- ABOUT THIS EXERCISE -
Present the following entries again, word for word and in full.
━━ EXTRACTED INFORMATION
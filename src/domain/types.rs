// ==========================================
// 年度产能分析 - 领域类型定义
// ==========================================
// 职责: 状态枚举、哨兵常量、利用率分级
// ==========================================

use serde::{Deserialize, Serialize};
use std::fmt;

/// 未分配机台/操作员的显示哨兵
pub const NOT_APPLICABLE: &str = "N/A";

// ==========================================
// 溢出状态 (Overflow Status)
// ==========================================
// 每个年度在一次重分配过程中只确定一次
#[derive(Debug, Clone, Copy, PartialEq, Eq, Hash, Serialize, Deserialize)]
#[serde(rename_all = "snake_case")]
pub enum OverflowStatus {
    NoData,       // 该年度无有效工作行
    Normal,       // 需求 < 可用产能
    OverCapacity, // 需求 >= 可用产能，溢出已全部前移
    Critical,     // 前移后仍有无法消化的溢出
}

impl fmt::Display for OverflowStatus {
    fn fmt(&self, f: &mut fmt::Formatter<'_>) -> fmt::Result {
        match self {
            OverflowStatus::NoData => write!(f, "no_data"),
            OverflowStatus::Normal => write!(f, "normal"),
            OverflowStatus::OverCapacity => write!(f, "over_capacity"),
            OverflowStatus::Critical => write!(f, "critical"),
        }
    }
}

// ==========================================
// 校验状态 (Validation Status)
// ==========================================
#[derive(Debug, Clone, Copy, PartialEq, Eq, Serialize, Deserialize)]
#[serde(rename_all = "snake_case")]
pub enum ValidationStatus {
    Ok,
    Warning,
}

impl fmt::Display for ValidationStatus {
    fn fmt(&self, f: &mut fmt::Formatter<'_>) -> fmt::Result {
        match self {
            ValidationStatus::Ok => write!(f, "ok"),
            ValidationStatus::Warning => write!(f, "warning"),
        }
    }
}

// ==========================================
// 利用率分级 (Utilization Level)
// ==========================================
// 阈值: < 80% 正常, <= 100% 偏高, > 100% 超载
#[derive(Debug, Clone, Copy, PartialEq, Eq, PartialOrd, Ord, Serialize, Deserialize)]
#[serde(rename_all = "snake_case")]
pub enum UtilizationLevel {
    Normal,
    High,
    Overloaded,
}

impl UtilizationLevel {
    pub const HIGH_THRESHOLD: f64 = 0.8;

    /// 根据利用率（0.0 起，1.0 = 满负荷）分级
    pub fn from_fraction(fraction: f64) -> Self {
        if fraction < Self::HIGH_THRESHOLD {
            UtilizationLevel::Normal
        } else if fraction <= 1.0 {
            UtilizationLevel::High
        } else {
            UtilizationLevel::Overloaded
        }
    }
}

impl fmt::Display for UtilizationLevel {
    fn fmt(&self, f: &mut fmt::Formatter<'_>) -> fmt::Result {
        match self {
            UtilizationLevel::Normal => write!(f, "normal"),
            UtilizationLevel::High => write!(f, "high"),
            UtilizationLevel::Overloaded => write!(f, "overloaded"),
        }
    }
}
━━━━
- SOLUTION FOR THIS EXERCISE -
filename src/domain/types.rs
// ==========================================
// 年度产能分析 - 领域类型定义
// ==========================================
// 职责: 状态枚举、哨兵常量、利用率分级
// ==========================================

use serde::{Deserialize, Serialize};
use std::fmt;

/// 未分配机台/操作员的显示哨兵
pub const NOT_APPLICABLE: &str = "N/A";

// ==========================================
// 溢出状态 (Overflow Status)
// ==========================================
// 每个年度在一次重分配过程中只确定一次
#[derive(Debug, Clone, Copy, PartialEq, Eq, Hash, Serialize, Deserialize)]
#[serde(rename_all = "snake_case")]
pub enum OverflowStatus {
    NoData,       // 该年度无有效工作行
    Normal,       // 需求 < 可用产能
    OverCapacity, // 需求 >= 可用产能，溢出已全部前移
    Critical,     // 前移后仍有无法消化的溢出
}

impl fmt::Display for OverflowStatus {
    fn fmt(&self, f: &mut fmt::Formatter<'_>) -> fmt::Result {
        match self {
            OverflowStatus::NoData => write!(f, "no_data"),
            OverflowStatus::Normal => write!(f, "normal"),
            OverflowStatus::OverCapacity => write!(f, "over_capacity"),
            OverflowStatus::Critical => write!(f, "critical"),
        }
    }
}

// ==========================================
// 校验状态 (Validation Status)
// ==========================================
#[derive(Debug, Clone, Copy, PartialEq, Eq, Serialize, Deserialize)]
#[serde(rename_all = "snake_case")]
pub enum ValidationStatus {
    Ok,
    Warning,
}

impl fmt::Display for ValidationStatus {
    fn fmt(&self, f: &mut fmt::Formatter<'_>) -> fmt::Result {
        match self {
            ValidationStatus::Ok => write!(f, "ok"),
            ValidationStatus::Warning => write!(f, "warning"),
        }
    }
}

// ==========================================
// 利用率分级 (Utilization Level)
// ==========================================
// 阈值: < 80% 正常, <= 100% 偏高, > 100% 超载
#[derive(Debug, Clone, Copy, PartialEq, Eq, PartialOrd, Ord, Serialize, Deserialize)]
#[serde(rename_all = "snake_case")]
pub enum UtilizationLevel {
    Normal,
    High,
    Overloaded,
}

impl UtilizationLevel {
    pub const HIGH_THRESHOLD: f64 = 0.8;

    /// 根据利用率（0.0 起，1.0 = 满负荷）分级
    pub fn from_fraction(fraction: f64) -> Self {
        if fraction < Self::HIGH_THRESHOLD {
            UtilizationLevel::Normal
        } else if fraction <= 1.0 {
            UtilizationLevel::High
        } else {
            UtilizationLevel::Overloaded
        }
    }
}

impl fmt::Display for UtilizationLevel {
    fn fmt(&self, f: &mut fmt::Formatter<'_>) -> fmt::Result {
        match self {
            UtilizationLevel::Normal => write!(f, "normal"),
            UtilizationLevel::High => write!(f, "high"),
            UtilizationLevel::Overloaded => write!(f, "overloaded"),
        }
    }
}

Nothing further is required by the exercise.